Built in 1797, in Independent Hill, the Barnes house is typical of an average Prince William County residence at the turn of the 19th century. The hall-parlor plan of the house contains two downstairs rooms and two bedrooms above. The chimneys on each end led to hearths that were used to warm the home during cold weather. Sometime after the building was completed an addition to the rear of the structure and a front porch were added.
The original house was built for a wealthy local family who rented the property and surrounding 34 acres to Gavin and Susannah Adams. The Adams operated the property as a tavern, providing a place to stay as well as food and drink, to both neighbors and travelers.
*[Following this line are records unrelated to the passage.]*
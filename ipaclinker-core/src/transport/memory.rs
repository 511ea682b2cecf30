//! In-process transport.
//!
//! Peers created from the same [`MemoryNetwork`] find each other through the
//! session descriptions they exchange, which only carry a peer id. Once
//! linked, channel messages are delivered straight into the other peer's
//! event stream. Nothing is ever buffered, so the buffered amount is always 0.

use std::collections::HashMap;
use std::io;
use std::sync::atomic::{AtomicBool, AtomicU64, Ordering};
use std::sync::{Arc, Weak};

use async_trait::async_trait;
use bytes::Bytes;
use parking_lot::Mutex;
use tokio::sync::mpsc::{unbounded_channel, UnboundedReceiver, UnboundedSender};

use crate::protocol::{IceCandidate, SdpType, SessionDescription};
use crate::transport::{
    ConnectionState, DataChannel, PeerTransport, Role, TransportEvent, TransportFactory,
};

const SDP_PREFIX: &str = "memory:";

#[derive(Clone, Default)]
pub struct MemoryNetwork {
    hub: Arc<Hub>,
}

#[derive(Default)]
struct Hub {
    next_id: AtomicU64,
    peers: Mutex<HashMap<u64, Weak<MemoryPeer>>>,
    candidates: Mutex<Vec<String>>,
}

impl MemoryNetwork {
    pub fn new() -> Self {
        Self::default()
    }

    /// Addresses every peer announces as its local candidates.
    pub fn set_candidate_addresses(&self, addrs: Vec<String>) {
        *self.hub.candidates.lock() = addrs;
    }

    /// Number of peers that are created and not yet closed.
    pub fn live_peers(&self) -> usize {
        self.hub
            .peers
            .lock()
            .values()
            .filter(|p| p.strong_count() > 0)
            .count()
    }

    /// Closes every live peer, as a network outage would.
    pub fn sever(&self) {
        let peers: Vec<Arc<MemoryPeer>> = self
            .hub
            .peers
            .lock()
            .values()
            .filter_map(Weak::upgrade)
            .collect();
        for peer in peers {
            peer.shutdown();
        }
    }
}

#[async_trait]
impl TransportFactory for MemoryNetwork {
    async fn create(
        &self,
        role: Role,
    ) -> io::Result<(Arc<dyn PeerTransport>, UnboundedReceiver<TransportEvent>)> {
        let id = self.hub.next_id.fetch_add(1, Ordering::Relaxed) + 1;
        let (events, rx) = unbounded_channel();
        let peer = Arc::new_cyclic(|me| MemoryPeer {
            id,
            role,
            me: me.clone(),
            hub: Arc::downgrade(&self.hub),
            events,
            remote: Mutex::new(Weak::new()),
            channels: Mutex::new(HashMap::new()),
            connected: AtomicBool::new(false),
            offered: AtomicBool::new(false),
            closed: AtomicBool::new(false),
        });
        self.hub.peers.lock().insert(id, Arc::downgrade(&peer));
        Ok((peer, rx))
    }
}

struct MemoryPeer {
    id: u64,
    role: Role,
    me: Weak<MemoryPeer>,
    hub: Weak<Hub>,
    events: UnboundedSender<TransportEvent>,
    remote: Mutex<Weak<MemoryPeer>>,
    channels: Mutex<HashMap<String, Arc<MemoryChannel>>>,
    connected: AtomicBool,
    offered: AtomicBool,
    closed: AtomicBool,
}

impl MemoryPeer {
    fn emit(&self, event: TransportEvent) {
        let _ = self.events.send(event);
    }

    fn remote(&self) -> Option<Arc<MemoryPeer>> {
        self.remote.lock().upgrade()
    }

    fn announce(&self, kind: SdpType) {
        self.emit(TransportEvent::LocalDescription(SessionDescription {
            kind,
            sdp: format!("{SDP_PREFIX}{}", self.id),
        }));
        let Some(hub) = self.hub.upgrade() else {
            return;
        };
        let addrs = hub.candidates.lock().clone();
        for addr in addrs {
            self.emit(TransportEvent::LocalCandidate(IceCandidate {
                candidate: format!("candidate:1 1 udp 2130706431 {addr} 9 typ host"),
                mid: "0".to_string(),
            }));
        }
    }

    fn lookup(&self, desc: &SessionDescription) -> io::Result<Arc<MemoryPeer>> {
        let id = desc
            .sdp
            .strip_prefix(SDP_PREFIX)
            .and_then(|id| id.parse::<u64>().ok())
            .ok_or_else(|| {
                io::Error::new(io::ErrorKind::InvalidData, "not a memory session description")
            })?;
        let peer = match self.hub.upgrade() {
            Some(hub) => {
                let peers = hub.peers.lock();
                peers.get(&id).and_then(Weak::upgrade)
            }
            None => None,
        };
        peer.ok_or_else(|| {
            io::Error::new(io::ErrorKind::NotFound, format!("memory peer {id} is gone"))
        })
    }

    fn link(&self, remote: &Arc<MemoryPeer>) {
        *self.remote.lock() = Arc::downgrade(remote);
        if !self.connected.swap(true, Ordering::AcqRel) {
            self.emit(TransportEvent::StateChange(ConnectionState::Connected));
        }
        self.open_pending();
    }

    fn open_pending(&self) {
        let Some(remote) = self.remote() else {
            return;
        };
        let pending: Vec<Arc<MemoryChannel>> = self
            .channels
            .lock()
            .values()
            .filter(|ch| !ch.open.swap(true, Ordering::AcqRel))
            .cloned()
            .collect();
        for ch in pending {
            remote.accept_channel(&ch.label);
            self.emit(TransportEvent::ChannelOpen(ch.label.clone()));
        }
    }

    fn accept_channel(&self, label: &str) {
        let ch = Arc::new(MemoryChannel::new(label, self.me.clone()));
        ch.open.store(true, Ordering::Release);
        self.channels.lock().insert(label.to_string(), ch.clone());
        self.emit(TransportEvent::IncomingChannel(ch));
        self.emit(TransportEvent::ChannelOpen(label.to_string()));
    }

    fn deliver(&self, label: &str, data: Bytes) -> bool {
        if !self.channels.lock().contains_key(label) {
            return false;
        }
        self.emit(TransportEvent::ChannelMessage(label.to_string(), data));
        true
    }

    fn drop_channel(&self, label: &str) {
        let removed = self.channels.lock().remove(label);
        if let Some(ch) = removed {
            ch.closed.store(true, Ordering::Release);
            self.emit(TransportEvent::ChannelClosed(label.to_string()));
        }
    }

    /// Returns false if the peer was already closed.
    fn shutdown(&self) -> bool {
        if self.closed.swap(true, Ordering::AcqRel) {
            return false;
        }
        let channels: Vec<Arc<MemoryChannel>> =
            self.channels.lock().drain().map(|(_, ch)| ch).collect();
        for ch in channels {
            ch.closed.store(true, Ordering::Release);
            self.emit(TransportEvent::ChannelClosed(ch.label.clone()));
        }
        self.emit(TransportEvent::StateChange(ConnectionState::Closed));
        if let Some(hub) = self.hub.upgrade() {
            hub.peers.lock().remove(&self.id);
        }
        if let Some(remote) = self.remote() {
            remote.shutdown();
        }
        true
    }

    fn check_open(&self) -> io::Result<()> {
        if self.closed.load(Ordering::Acquire) {
            return Err(io::Error::new(io::ErrorKind::NotConnected, "peer closed"));
        }
        Ok(())
    }
}

#[async_trait]
impl PeerTransport for MemoryPeer {
    async fn create_channel(&self, label: &str) -> io::Result<Arc<dyn DataChannel>> {
        self.check_open()?;
        let ch = {
            let mut channels = self.channels.lock();
            if channels.contains_key(label) {
                return Err(io::Error::new(
                    io::ErrorKind::AlreadyExists,
                    format!("channel {label} exists"),
                ));
            }
            let ch = Arc::new(MemoryChannel::new(label, self.me.clone()));
            channels.insert(label.to_string(), ch.clone());
            ch
        };
        if self.role == Role::Initiator && !self.offered.swap(true, Ordering::AcqRel) {
            self.announce(SdpType::Offer);
        }
        if self.connected.load(Ordering::Acquire) {
            self.open_pending();
        }
        Ok(ch)
    }

    async fn set_remote_description(&self, desc: SessionDescription) -> io::Result<()> {
        self.check_open()?;
        match desc.kind {
            SdpType::Offer => {
                let remote = self.lookup(&desc)?;
                self.announce(SdpType::Answer);
                self.link(&remote);
            }
            SdpType::Answer => {
                let remote = self.lookup(&desc)?;
                self.link(&remote);
            }
            SdpType::Pranswer | SdpType::Rollback => {}
        }
        Ok(())
    }

    async fn add_remote_candidate(&self, _candidate: IceCandidate) -> io::Result<()> {
        self.check_open()
    }

    async fn close(&self) -> io::Result<()> {
        self.shutdown();
        Ok(())
    }
}

struct MemoryChannel {
    label: String,
    owner: Weak<MemoryPeer>,
    open: AtomicBool,
    closed: AtomicBool,
}

impl MemoryChannel {
    fn new(label: &str, owner: Weak<MemoryPeer>) -> Self {
        Self {
            label: label.to_string(),
            owner,
            open: AtomicBool::new(false),
            closed: AtomicBool::new(false),
        }
    }
}

#[async_trait]
impl DataChannel for MemoryChannel {
    fn label(&self) -> &str {
        &self.label
    }

    async fn send(&self, data: Bytes) -> io::Result<()> {
        if self.closed.load(Ordering::Acquire) {
            return Err(io::Error::new(io::ErrorKind::BrokenPipe, "channel closed"));
        }
        if !self.open.load(Ordering::Acquire) {
            return Err(io::Error::new(io::ErrorKind::NotConnected, "channel not open"));
        }
        let remote = self.owner.upgrade().and_then(|owner| owner.remote());
        match remote {
            Some(remote) if remote.deliver(&self.label, data) => Ok(()),
            _ => Err(io::Error::new(io::ErrorKind::BrokenPipe, "remote channel gone")),
        }
    }

    async fn buffered_amount(&self) -> usize {
        0
    }

    async fn set_buffered_amount_low_threshold(&self, _threshold: usize) {}

    async fn close(&self) -> io::Result<()> {
        if self.closed.swap(true, Ordering::AcqRel) {
            return Ok(());
        }
        if let Some(owner) = self.owner.upgrade() {
            owner.drop_channel(&self.label);
            if let Some(remote) = owner.remote() {
                remote.drop_channel(&self.label);
            }
        }
        Ok(())
    }
}

#[cfg(test)]
mod tests {
    use super::*;

    async fn next_description(rx: &mut UnboundedReceiver<TransportEvent>) -> SessionDescription {
        loop {
            if let TransportEvent::LocalDescription(desc) = rx.recv().await.unwrap() {
                return desc;
            }
        }
    }

    #[tokio::test]
    async fn test_negotiate_and_exchange() {
        let network = MemoryNetwork::new();
        network.set_candidate_addresses(vec!["10.1.1.1".to_string()]);
        let (a, mut a_rx) = network.create(Role::Initiator).await.unwrap();
        let (b, mut b_rx) = network.create(Role::Responder).await.unwrap();

        let ch = a.create_channel("DataChannel").await.unwrap();
        let offer = next_description(&mut a_rx).await;
        assert_eq!(offer.kind, SdpType::Offer);
        match a_rx.recv().await.unwrap() {
            TransportEvent::LocalCandidate(c) => assert_eq!(c.address(), Some("10.1.1.1")),
            e => panic!("unexpected {e:?}"),
        }

        b.set_remote_description(offer).await.unwrap();
        let answer = next_description(&mut b_rx).await;
        a.set_remote_description(answer).await.unwrap();

        let mut incoming = None;
        while incoming.is_none() {
            if let TransportEvent::IncomingChannel(dc) = b_rx.recv().await.unwrap() {
                incoming = Some(dc);
            }
        }
        let incoming = incoming.unwrap();
        assert_eq!(incoming.label(), "DataChannel");

        ch.send(Bytes::from_static(b"hi")).await.unwrap();
        loop {
            if let TransportEvent::ChannelMessage(label, data) = b_rx.recv().await.unwrap() {
                assert_eq!(label, "DataChannel");
                assert_eq!(&data[..], b"hi");
                break;
            }
        }

        incoming.close().await.unwrap();
        assert!(ch.send(Bytes::from_static(b"late")).await.is_err());
        assert_eq!(network.live_peers(), 2);

        a.close().await.unwrap();
        assert_eq!(network.live_peers(), 0);
        loop {
            if let TransportEvent::StateChange(ConnectionState::Closed) = b_rx.recv().await.unwrap() {
                break;
            }
        }
    }

    #[tokio::test]
    async fn test_offer_from_vanished_peer() {
        let network = MemoryNetwork::new();
        let (b, _b_rx) = network.create(Role::Responder).await.unwrap();
        let desc = SessionDescription {
            kind: SdpType::Offer,
            sdp: "memory:4242".to_string(),
        };
        let err = b.set_remote_description(desc).await.unwrap_err();
        assert_eq!(err.kind(), io::ErrorKind::NotFound);
    }
}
Over the next several years the property passed through several owners.
Moses and Nancy Copen purchased the home and surrounding property in 1834. The wealthy family owned seven enslaved Virginians in 1860. Part of the Copen's enslaved workforce included a family of four: Jane Barnes and her three children.
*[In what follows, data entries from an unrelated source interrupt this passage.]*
impl Attempt<'_> {
    async fn drive(
        &mut self,
        shutdown_manager: &ShutdownManager<()>,
        signal_events: flume::Receiver<SessionEvent>,
        next_label: &mut u64,
    ) -> Result<AttemptEnd> {
        let name = self.options.name.clone();
        loop {
            let peer_events = self.peer.as_ref().map(|(_, rx)| rx.clone());
            let next_check = self.next_check;
            tokio::select! {
                _ = shutdown_manager.wait_shutdown_triggered() => {
                    return Ok(AttemptEnd::Shutdown);
                }
                event = signal_events.recv_async() => {
                    let Ok(event) = event else {
                        return Ok(AttemptEnd::Restart);
                    };
                    if let Some(end) = self.on_signal(event).await? {
                        return Ok(end);
                    }
                }
                event = recv_peer(peer_events) => {
                    if let Some(end) = self.on_peer(event) {
                        return Ok(end);
                    }
                }
                accepted = accept(self.listener.as_ref()) => match accepted {
                    Ok((stream, addr)) => self.on_accept(stream, addr, next_label).await,
                    Err(e) => log::warn!("[{name}] accept e={e:?}"),
                },
                Some((label, rs)) = self.done.1.recv() => {
                    if let Err(e) = rs {
                        log::debug!("[{name}] channel {label} socket e={e:?}");
                    }
                    log::info!("[{name}] local socket closed: Channel[{label}]");
                    self.bridges.remove(&label);
                    if let Some((peer, _)) = &self.peer {
                        peer.close_channel(&label);
                    }
                }
                _ = sleep_until(next_check) => {
                    if let Some(end) = self.on_check() {
                        return Ok(end);
                    }
                }
            }
        }
    }

    async fn on_signal(&mut self, event: SessionEvent) -> Result<Option<AttemptEnd>> {
        let name = &self.options.name;
        match event {
            SessionEvent::Connected => {
                log::info!("[{name}] preparing peer connection...");
                self.signal
                    .client_register(&self.options.server, &self.options.uuid);
            }
            SessionEvent::Disconnected => {
                log::info!("[{name}] signal server disconnected");
            }
            SessionEvent::Message(RelayMessage::ClientReg(ack)) => {
                if !ack.success {
                    log::error!("[{name}] registration refused");
                    return Ok(Some(AttemptEnd::Restart));
                }
                log::debug!("[{name}] client registered");
                if self.phase == Phase::Registering {
                    self.start_peer().await?;
                }
            }
            SessionEvent::Message(RelayMessage::ErrMsg(msg)) => {
                log::error!("[{name}] [signal server]: {msg}");
                if self.phase == Phase::Registering {
                    return Ok(Some(AttemptEnd::Restart));
                }
            }
            SessionEvent::Message(RelayMessage::ServerSignal(signal)) => {
                self.on_server_signal(signal).await;
            }
            SessionEvent::Message(msg) => {
                log::debug!("[{name}] ignore relay message {msg:?}");
            }
        }
        Ok(None)
    }

    /// Registration acknowledged: listen locally, then create the peer.
    async fn start_peer(&mut self) -> Result<()> {
        let port = self.options.port;
        let listener = TcpListener::bind(SocketAddr::from((Ipv4Addr::LOCALHOST, port)))
            .await
            .map_err(|source| Error::Bind { port, source })?;
        self.listener = Some(listener);

        let (peer, events) = PeerSession::new(
            self.factory.as_ref(),
            Role::Initiator,
            self.options.filter.clone(),
        )
        .await?;
        peer.create_channel(DEFAULT_CHANNEL).await?;
        self.peer = Some((peer, events));
        self.phase = Phase::AwaitingPeerConnected { polls: 0 };
        self.next_check = Some(Instant::now() + self.options.timings.connect_poll_interval());
        Ok(())
    }

    async fn on_server_signal(&mut self, signal: Signal) {
        let name = &self.options.name;
        let peer_signal = match signal.event {
            SignalEvent::ServerDescription => signal
                .decode::<SessionDescription>()
                .map(PeerSignal::Description),
            SignalEvent::ServerCandidate => signal.decode::<IceCandidate>().map(PeerSignal::Candidate),
            SignalEvent::ServerMsg => {
                log::info!("[{name}] [server]: {}", display_buf(&signal.buf));
                return;
            }
            SignalEvent::ErrMsg => {
                log::error!("[{name}] [server]: {}", display_buf(&signal.buf));
                return;
            }
            event => {
                log::error!("[{name}] unexpected signal event {event:?}");
                return;
            }
        };
        let peer_signal = match peer_signal {
            Ok(peer_signal) => peer_signal,
            Err(e) => {
                log::warn!("[{name}] {e}");
                return;
            }
        };
        let Some((peer, _)) = &self.peer else {
            log::debug!("[{name}] no peer yet, drop {:?}", signal.event);
            return;
        };
        if let Err(e) = peer.apply_signal(peer_signal).await {
            log::warn!("[{name}] apply server signal e={e:?}");
        }
    }

    fn on_peer(&mut self, event: PeerEvent) -> Option<AttemptEnd> {
        let name = &self.options.name;
        match event {
            PeerEvent::Signal(signal) => {
                let (event, buf) = match signal {
                    PeerSignal::Description(desc) => {
                        (SignalEvent::ClientDescription, serde_json::to_value(desc))
                    }
                    PeerSignal::Candidate(candidate) => {
                        log::debug!("[{name}] local candidate {}", candidate.candidate);
                        (SignalEvent::ClientCandidate, serde_json::to_value(candidate))
                    }
                };
                match buf {
                    Ok(buf) => {
                        self.signal.client_send_signal(
                            &self.options.server,
                            &self.options.uuid,
                            event,
                            buf,
                        );
                    }
                    Err(e) => log::warn!("[{name}] encode signal e={e:?}"),
                }
            }
            PeerEvent::Connected => {
                log::debug!("[{name}] peer connected: Client[{}]", self.options.uuid);
            }
            PeerEvent::Closed => {
                log::info!("[{name}] peer closed");
                return Some(AttemptEnd::Restart);
            }
            PeerEvent::ChannelOpened(label) => {
                log::debug!("[{name}] channel connected: Channel[{label}]");
            }
            PeerEvent::ChannelClosed(label) => {
                log::debug!("[{name}] channel closed: Channel[{label}]");
                // ends the local socket
                self.bridges.remove(&label);
            }
            PeerEvent::Data(label, data) => {
                if let Some(bridge) = self.bridges.get(&label) {
                    bridge.write(data);
                }
            }
            PeerEvent::ChannelError(label, e) => {
                log::warn!("[{name}] channel {label} error: {e}");
                self.bridges.remove(&label);
                if let Some((peer, _)) = &self.peer {
                    peer.close_channel(&label);
                }
            }
        }
        None
    }

    async fn on_accept(&mut self, stream: TcpStream, addr: SocketAddr, next_label: &mut u64) {
        let name = &self.options.name;
        *next_label += 1;
        let label = format!("#{next_label}");
        log::info!("[{name}] [NET] {addr} <-> Channel[{label}]");
        let Some((peer, _)) = &self.peer else {
            return;
        };
        if !peer.is_connected() {
            log::error!("[{name}] [NET] peer not connected yet, rejecting Channel[{label}]");
            return;
        }
        if let Err(e) = peer.create_channel(&label).await {
            log::error!("[{name}] create Channel[{label}] e={e:?}");
            return;
        }
        let done = self.done.0.clone();
        let done_label = label.clone();
        let bridge = bridge::spawn(label.clone(), stream, peer.clone(), move |rs| {
            let _ = done.send((done_label, rs));
        });
        self.bridges.insert(label, bridge);
    }

    fn on_check(&mut self) -> Option<AttemptEnd> {
        let name = &self.options.name;
        let timings = &self.options.timings;
        let connected = self
            .peer
            .as_ref()
            .map(|(peer, _)| peer.is_connected())
            .unwrap_or(false);
        match self.phase {
            Phase::Registering => {
                self.next_check = None;
            }
            Phase::AwaitingPeerConnected { polls } => {
                let polls = polls + 1;
                if connected {
                    log::debug!(
                        "[{name}] connection established! Server[{}] -> Client[{}]",
                        self.options.server,
                        self.options.uuid
                    );
                    log::info!(
                        "[{name}] use this address to reach the server: 127.0.0.1:{}",
                        self.options.port
                    );
                    self.phase = Phase::Bridging;
                    self.next_check = Some(Instant::now() + timings.liveness_interval());
                } else if polls >= timings.connect_poll_attempts {
                    log::warn!("[{name}] peer still not connected after {polls} checks");
                    self.phase = Phase::Bridging;
                    self.next_check = Some(Instant::now() + timings.liveness_interval());
                } else {
                    self.phase = Phase::AwaitingPeerConnected { polls };
                    self.next_check = Some(Instant::now() + timings.connect_poll_interval());
                }
            }
            Phase::Bridging => {
                if !connected {
                    return Some(AttemptEnd::Restart);
                }
                self.next_check = Some(Instant::now() + timings.liveness_interval());
            }
        }
        None
    }

    /// Tears down peer, listener and signaling, in that order.
    async fn close(&mut self) {
        let name = &self.options.name;
        self.bridges.clear();
        if let Some((peer, _)) = self.peer.take() {
            log::info!("[{name}] closing peer...");
            peer.close().await;
            log::info!("[{name}] peer closed");
        }
        if self.listener.take().is_some() {
            log::info!("[{name}] local listener closed");
        }
        self.signal.close();
        log::info!("[{name}] signal session closed");
    }
}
After the end of the Civil war, the Barnes, like many of Prince William County's enslaved residents were free. Permilia Copen, Moses and Nancy's only child, gave Jane Barnes a small house and 7 ½ acres. At that point we lose track of what happened to any of her children but in 1875 Eppa returns to the area and marries Amanda Lambert. In 1899 they purchased the Copen Farm where Eppa had been enslaved. Over their lifetimes Eppa and Amanda's' success was apparent in their purchase of over 300 acres of farmland, this home, and raising 12 children.
Although the Barnes House has moved from its original location, the restored building highlights the post-Civil War African-American history of Prince William County and the region. Today you can take a tour of the site by special appointment or through one of our events. You can see the Barnes House any time at the Montclair Neighborhood Library.